(Dec. 13, STAFF COLUMN) If the produce industry wants to implement whole-chain traceability without federal mandate, it will certainly have an opportunity to prove it.

The first meeting of the steering committee of the Produce Traceability Initiative is scheduled on Jan. 9 in Atlanta.

The initiative was announced in October by the Newark, Del.-based Produce Marketing Association, the Washington, D.C.-based United Fresh Produce Association and the Ottawa, Canada-based Canadian Produce Marketing Association. Members of the steering committee were announced Nov. 28.

The steering committee may grow, with the addition of wholesalers likely before the January meeting, said David Gombas, senior vice president for food safety and technology for the United Fresh Produce Association, Washington, D.C.

The intentional inclusiveness of the group is to be applauded, but the task for leaders is sobering: make a strong case to the whole trade about the importance of produce traceability.

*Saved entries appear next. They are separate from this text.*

//! Bracket-balance merging for the classic generational collectors.
//!
//! Serial, Parallel, and CMS logs glue one stop-the-world event together
//! with nested brackets; when the JVM's buffered writes race a concurrent
//! phase report, the event is flushed in pieces and the opening fragment
//! ends with unbalanced brackets (`... 0.0230987 secs]2.830: [CMS`). The
//! merge concatenates fragments until the brackets balance again.
//!
//! A complete, self-balanced line arriving mid-merge is part of the glued
//! text when it carries this family's own concurrent-phase marker (the
//! classifier's composite shapes expect it inline); anything else is
//! entangled output from an unrelated stream and is re-emitted after the
//! merge, in original order.

use super::grammar::{Drain, FamilyGrammar, MergeOutcome};
use crate::classify::scan::{take_timestamp_prefix, take_unified_decorations};

pub struct BracketGrammar {
    name: &'static str,
    /// A fragment must contain one of these to open a merge.
    markers: &'static [&'static str],
    /// Self-balanced lines containing one of these are still appended.
    inline_markers: &'static [&'static str],
    raw: Vec<String>,
    buffer: String,
    balance: i32,
}

pub fn cms_grammar() -> BracketGrammar {
    BracketGrammar::new(
        "cms",
        &["[ParNew", "[CMS", "[GC", "[Full GC"],
        &["[CMS-concurrent-", "CMS: abort preclean"],
    )
}

pub fn serial_grammar() -> BracketGrammar {
    BracketGrammar::new("serial", &["[DefNew", "[Tenured"], &[])
}

pub fn parallel_grammar() -> BracketGrammar {
    BracketGrammar::new("parallel", &["PSYoungGen", "ParOldGen"], &[])
}

fn bracket_balance(s: &str) -> i32 {
    let mut balance = 0;
    for b in s.bytes() {
        match b {
            b'[' => balance += 1,
            b']' => balance -= 1,
            _ => {}
        }
    }
    balance
}

/// A line that starts its own event: timestamped, datestamped, or a
/// unified decoration. Continuation fragments start mid-token instead.
fn is_fresh_event(line: &str) -> bool {
    take_timestamp_prefix(line, None).is_some() || line.starts_with('[')
}

/// A lookahead line that proves the opener was a truncated log rather
/// than the head of a split event: a self-contained bracketed event or a
/// unified-logging line. Prose lines (stopped-time sentences) interleave
/// with splits and prove nothing.
fn signals_truncation(next: &str) -> bool {
    let bracketed = take_timestamp_prefix(next, None)
        .is_some_and(|(_, rest)| rest.starts_with('['))
        && bracket_balance(next) >= 0;
    bracketed || take_unified_decorations(next).is_some()
}

impl BracketGrammar {
    fn new(
        name: &'static str,
        markers: &'static [&'static str],
        inline_markers: &'static [&'static str],
    ) -> Self {
        Self {
            name,
            markers,
            inline_markers,
            raw: Vec::new(),
            buffer: String::new(),
            balance: 0,
        }
    }

    fn opens(&self, line: &str) -> bool {
        bracket_balance(line) > 0
            && take_timestamp_prefix(line, None).is_some()
            && self.markers.iter().any(|m| line.contains(m))
    }

    fn absorb(&mut self, line: &str) {
        self.raw.push(line.to_string());
        self.buffer.push_str(line);
        self.balance += bracket_balance(line);
    }
}

impl FamilyGrammar for BracketGrammar {
    fn name(&self) -> &'static str {
        self.name
    }

    fn applies(&self, jdk_major: Option<u32>) -> bool {
        jdk_major.is_none_or(|major| major < 9)
    }

    fn offer(&mut self, line: &str, next: Option<&str>) -> MergeOutcome {
        if !self.is_active() {
            if !self.opens(line) {
                return MergeOutcome::Declined;
            }
            // Truncation vs. split: if the lookahead starts a fresh event
            // that this merge could not absorb, the opener is a truncated
            // event on its own, not the head of a split one.
            match next {
                Some(next_line)
                    if signals_truncation(next_line)
                        && !self.inline_markers.iter().any(|m| next_line.contains(m)) =>
                {
                    return MergeOutcome::Declined;
                }
                None => return MergeOutcome::Declined,
                _ => {}
            }
            self.absorb(line);
            return MergeOutcome::Incomplete;
        }

        // Active: a balanced, timestamped line is either this family's
        // inline concurrent-phase report (append) or unrelated output
        // (entangle). Unbalanced or untimestamped text is a fragment.
        let line_balance = bracket_balance(line);
        if line_balance >= 0 && is_fresh_event(line) {
            let inline = self.inline_markers.iter().any(|m| line.contains(m));
            if !inline && line_balance == 0 {
                return MergeOutcome::Entangled;
            }
        }

        self.absorb(line);
        if self.balance <= 0 {
            self.raw.clear();
            self.balance = 0;
            return MergeOutcome::Complete(vec![std::mem::take(&mut self.buffer)]);
        }
        MergeOutcome::Incomplete
    }

    fn is_active(&self) -> bool {
        !self.buffer.is_empty()
    }

    fn drain(&mut self) -> Drain {
        self.buffer.clear();
        self.balance = 0;
        Drain {
            emit: std::mem::take(&mut self.raw),
        }
    }
}

#[cfg(test)]
mod tests {
    use super::*;

    #[test]
    fn test_balance() {
        assert_eq!(bracket_balance("[GC [x] [y]"), 1);
        assert_eq!(bracket_balance("a] b]"), -2);
    }

    #[test]
    fn test_cmf_split_merges() {
        let mut g = cms_grammar();
        let l1 = "25.339: [Full GC 25.339: [CMS25.340: [CMS-concurrent-sweep: 0.001/0.001 secs]";
        let l2 = " (concurrent mode failure): 49136K->12023K(49152K), 0.0779703 secs] 52768K->12023K(63936K), [CMS Perm : 32K->32K(4096K)], 0.0780105 secs]";

        assert_eq!(g.offer(l1, Some(l2)), MergeOutcome::Incomplete);
        assert!(g.is_active());
        let MergeOutcome::Complete(lines) = g.offer(l2, None) else {
            panic!("expected completion");
        };
        assert_eq!(lines.len(), 1);
        assert!(lines[0].contains("(concurrent mode failure)"));
        assert!(lines[0].starts_with("25.339: [Full GC"));
        assert!(!g.is_active());
    }

    #[test]
    fn test_inline_concurrent_phase_appends() {
        let mut g = cms_grammar();
        let l1 = "2.807: [GC 2.807: [ParNew (promotion failed): 16384K->16384K(16384K), 0.0230987 secs]2.830: [CMS";
        let l2 = "2.851: [CMS-concurrent-mark: 0.012/0.044 secs]";
        let l3 = " (concurrent mode failure): 31755K->11485K(49152K), 0.0841070 secs] 47115K->11485K(65536K), [CMS Perm : 10756K->10740K(21248K)], 0.1077079 secs]";

        assert_eq!(g.offer(l1, Some(l2)), MergeOutcome::Incomplete);
        assert_eq!(g.offer(l2, Some(l3)), MergeOutcome::Incomplete);
        let MergeOutcome::Complete(lines) = g.offer(l3, None) else {
            panic!("expected completion");
        };
        assert!(lines[0].contains("[CMS2.851: [CMS-concurrent-mark: 0.012/0.044 secs]"));
    }

    #[test]
    fn test_unrelated_line_entangles() {
        let mut g = cms_grammar();
        let l1 = "25.339: [Full GC 25.339: [CMS";
        let stopped = "25.400: Total time for which application threads were stopped: 0.0019444 seconds";
        let l3 = " (concurrent mode failure): 49136K->12023K(49152K), 0.07 secs] 52768K->12023K(63936K), 0.08 secs]";

        assert_eq!(g.offer(l1, Some(stopped)), MergeOutcome::Incomplete);
        assert_eq!(g.offer(stopped, Some(l3)), MergeOutcome::Entangled);
        assert!(matches!(g.offer(l3, None), MergeOutcome::Complete(_)));
    }

    #[test]
    fn test_truncated_opener_declined_via_lookahead() {
        let mut g = cms_grammar();
        let opener = "25.339: [Full GC 25.339: [CMS";
        let fresh = "26.001: [GC 26.001: [ParNew: 100K->10K(200K), 0.001 secs] 300K->210K(400K), 0.002 secs]";
        assert_eq!(g.offer(opener, Some(fresh)), MergeOutcome::Declined);
        assert!(!g.is_active());
    }

    #[test]
    fn test_balanced_line_does_not_open() {
        let mut g = parallel_grammar();
        let line = "19810.091: [GC [PSYoungGen: 27808K->632K(28032K)] 160183K->133159K(585088K), 0.0225213 secs]";
        assert_eq!(g.offer(line, None), MergeOutcome::Declined);
    }
}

Indeed, Food and Drug Administration officials see the lack of clear produce traceability as a major industry vulnerability during food safety recalls. Consumer groups are now asking the FDA to mandate traceability, so time is of the essence to demonstrate the industry is moving together toward whole chain traceability.

The action plan for implementation of whole chain traceability, resulting from the first meeting and others, should be a decisive call to action. It should detail measures that show the industry can and will act in its own best interest, without a federal mandate.

Defining those measures — and how to arrive at the desired destination in a timely way — will require the best efforts of the steering committee.